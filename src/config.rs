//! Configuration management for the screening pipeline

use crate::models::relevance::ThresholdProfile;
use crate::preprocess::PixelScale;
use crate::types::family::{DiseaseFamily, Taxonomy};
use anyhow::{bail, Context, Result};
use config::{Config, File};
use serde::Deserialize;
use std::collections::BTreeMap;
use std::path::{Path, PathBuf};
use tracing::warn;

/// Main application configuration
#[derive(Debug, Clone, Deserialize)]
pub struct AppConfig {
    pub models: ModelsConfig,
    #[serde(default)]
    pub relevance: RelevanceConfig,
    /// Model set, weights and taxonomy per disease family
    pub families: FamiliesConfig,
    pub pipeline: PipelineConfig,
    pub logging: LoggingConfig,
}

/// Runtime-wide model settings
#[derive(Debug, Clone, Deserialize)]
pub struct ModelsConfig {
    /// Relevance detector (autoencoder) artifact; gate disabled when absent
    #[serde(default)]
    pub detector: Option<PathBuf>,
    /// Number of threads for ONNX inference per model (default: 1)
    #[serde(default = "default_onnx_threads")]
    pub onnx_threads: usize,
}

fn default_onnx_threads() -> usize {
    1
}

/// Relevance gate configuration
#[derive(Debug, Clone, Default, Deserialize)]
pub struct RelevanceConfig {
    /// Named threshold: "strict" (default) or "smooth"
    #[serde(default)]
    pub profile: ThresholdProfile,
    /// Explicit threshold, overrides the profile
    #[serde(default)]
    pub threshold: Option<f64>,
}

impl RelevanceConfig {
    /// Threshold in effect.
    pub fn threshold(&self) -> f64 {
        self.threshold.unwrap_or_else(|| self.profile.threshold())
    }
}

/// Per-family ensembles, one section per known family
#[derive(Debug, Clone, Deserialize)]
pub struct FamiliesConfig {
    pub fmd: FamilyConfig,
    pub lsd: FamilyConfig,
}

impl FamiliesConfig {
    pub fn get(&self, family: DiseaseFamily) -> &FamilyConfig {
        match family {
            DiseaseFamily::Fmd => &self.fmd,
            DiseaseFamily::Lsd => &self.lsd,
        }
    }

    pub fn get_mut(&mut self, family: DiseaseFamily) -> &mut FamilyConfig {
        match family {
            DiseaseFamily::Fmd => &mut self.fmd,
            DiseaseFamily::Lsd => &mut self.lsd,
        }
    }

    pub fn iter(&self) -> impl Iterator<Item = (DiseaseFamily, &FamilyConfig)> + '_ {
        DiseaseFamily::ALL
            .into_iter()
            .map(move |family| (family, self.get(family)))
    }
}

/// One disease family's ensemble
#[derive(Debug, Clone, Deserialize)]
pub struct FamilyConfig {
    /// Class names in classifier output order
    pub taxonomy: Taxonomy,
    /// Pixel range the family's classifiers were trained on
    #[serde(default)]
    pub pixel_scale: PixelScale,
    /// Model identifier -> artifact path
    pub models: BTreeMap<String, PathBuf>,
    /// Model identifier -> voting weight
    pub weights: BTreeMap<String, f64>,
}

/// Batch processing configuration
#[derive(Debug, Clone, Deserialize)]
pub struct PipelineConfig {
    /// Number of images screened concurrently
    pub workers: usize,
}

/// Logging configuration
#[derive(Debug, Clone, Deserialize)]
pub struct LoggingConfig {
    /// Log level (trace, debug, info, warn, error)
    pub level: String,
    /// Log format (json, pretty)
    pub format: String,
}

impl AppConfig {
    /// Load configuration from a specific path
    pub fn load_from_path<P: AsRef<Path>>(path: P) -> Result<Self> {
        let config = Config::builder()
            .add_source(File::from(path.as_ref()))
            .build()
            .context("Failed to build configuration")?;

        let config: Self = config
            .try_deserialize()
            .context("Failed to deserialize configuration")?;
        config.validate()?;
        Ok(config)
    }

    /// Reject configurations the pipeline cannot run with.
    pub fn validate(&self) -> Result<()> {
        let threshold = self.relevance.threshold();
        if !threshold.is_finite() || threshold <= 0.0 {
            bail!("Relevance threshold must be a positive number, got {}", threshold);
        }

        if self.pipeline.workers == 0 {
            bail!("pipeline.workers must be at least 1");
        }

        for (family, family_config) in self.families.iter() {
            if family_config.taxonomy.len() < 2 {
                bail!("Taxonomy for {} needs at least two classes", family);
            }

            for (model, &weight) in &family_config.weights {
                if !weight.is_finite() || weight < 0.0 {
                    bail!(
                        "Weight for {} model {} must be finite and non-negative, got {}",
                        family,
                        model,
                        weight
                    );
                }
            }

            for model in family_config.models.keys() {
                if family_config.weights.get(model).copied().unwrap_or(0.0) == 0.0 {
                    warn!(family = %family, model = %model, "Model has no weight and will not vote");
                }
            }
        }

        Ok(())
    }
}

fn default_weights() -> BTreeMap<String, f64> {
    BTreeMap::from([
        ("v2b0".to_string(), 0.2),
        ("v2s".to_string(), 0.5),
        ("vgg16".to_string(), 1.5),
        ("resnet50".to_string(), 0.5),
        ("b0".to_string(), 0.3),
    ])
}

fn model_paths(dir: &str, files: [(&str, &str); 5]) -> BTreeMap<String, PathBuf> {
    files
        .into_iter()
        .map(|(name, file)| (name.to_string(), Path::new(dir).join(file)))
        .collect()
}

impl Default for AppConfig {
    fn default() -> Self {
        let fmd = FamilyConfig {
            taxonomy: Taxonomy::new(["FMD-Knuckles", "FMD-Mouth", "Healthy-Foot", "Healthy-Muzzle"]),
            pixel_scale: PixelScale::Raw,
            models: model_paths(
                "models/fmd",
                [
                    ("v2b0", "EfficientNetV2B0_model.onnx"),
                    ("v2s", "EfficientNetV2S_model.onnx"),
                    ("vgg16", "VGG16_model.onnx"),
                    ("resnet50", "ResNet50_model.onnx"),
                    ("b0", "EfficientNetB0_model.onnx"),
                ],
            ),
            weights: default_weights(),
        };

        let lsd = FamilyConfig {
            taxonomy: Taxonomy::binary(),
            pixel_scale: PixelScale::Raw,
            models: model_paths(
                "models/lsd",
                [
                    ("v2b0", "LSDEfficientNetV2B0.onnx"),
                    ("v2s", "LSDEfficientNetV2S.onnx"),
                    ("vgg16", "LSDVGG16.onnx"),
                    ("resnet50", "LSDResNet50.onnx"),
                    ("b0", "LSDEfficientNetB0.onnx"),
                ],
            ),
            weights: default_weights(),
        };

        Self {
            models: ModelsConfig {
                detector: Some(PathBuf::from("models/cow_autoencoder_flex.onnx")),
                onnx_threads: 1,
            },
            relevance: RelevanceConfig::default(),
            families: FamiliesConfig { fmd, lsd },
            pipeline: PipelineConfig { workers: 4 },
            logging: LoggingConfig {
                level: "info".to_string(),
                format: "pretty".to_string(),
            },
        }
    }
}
═══
• [Prompt]:
If a line in the material above contains "format", show that line.

• [Written solution]:
    /// Log format (json, pretty)
    pub format: String,
                format: "pretty".to_string(),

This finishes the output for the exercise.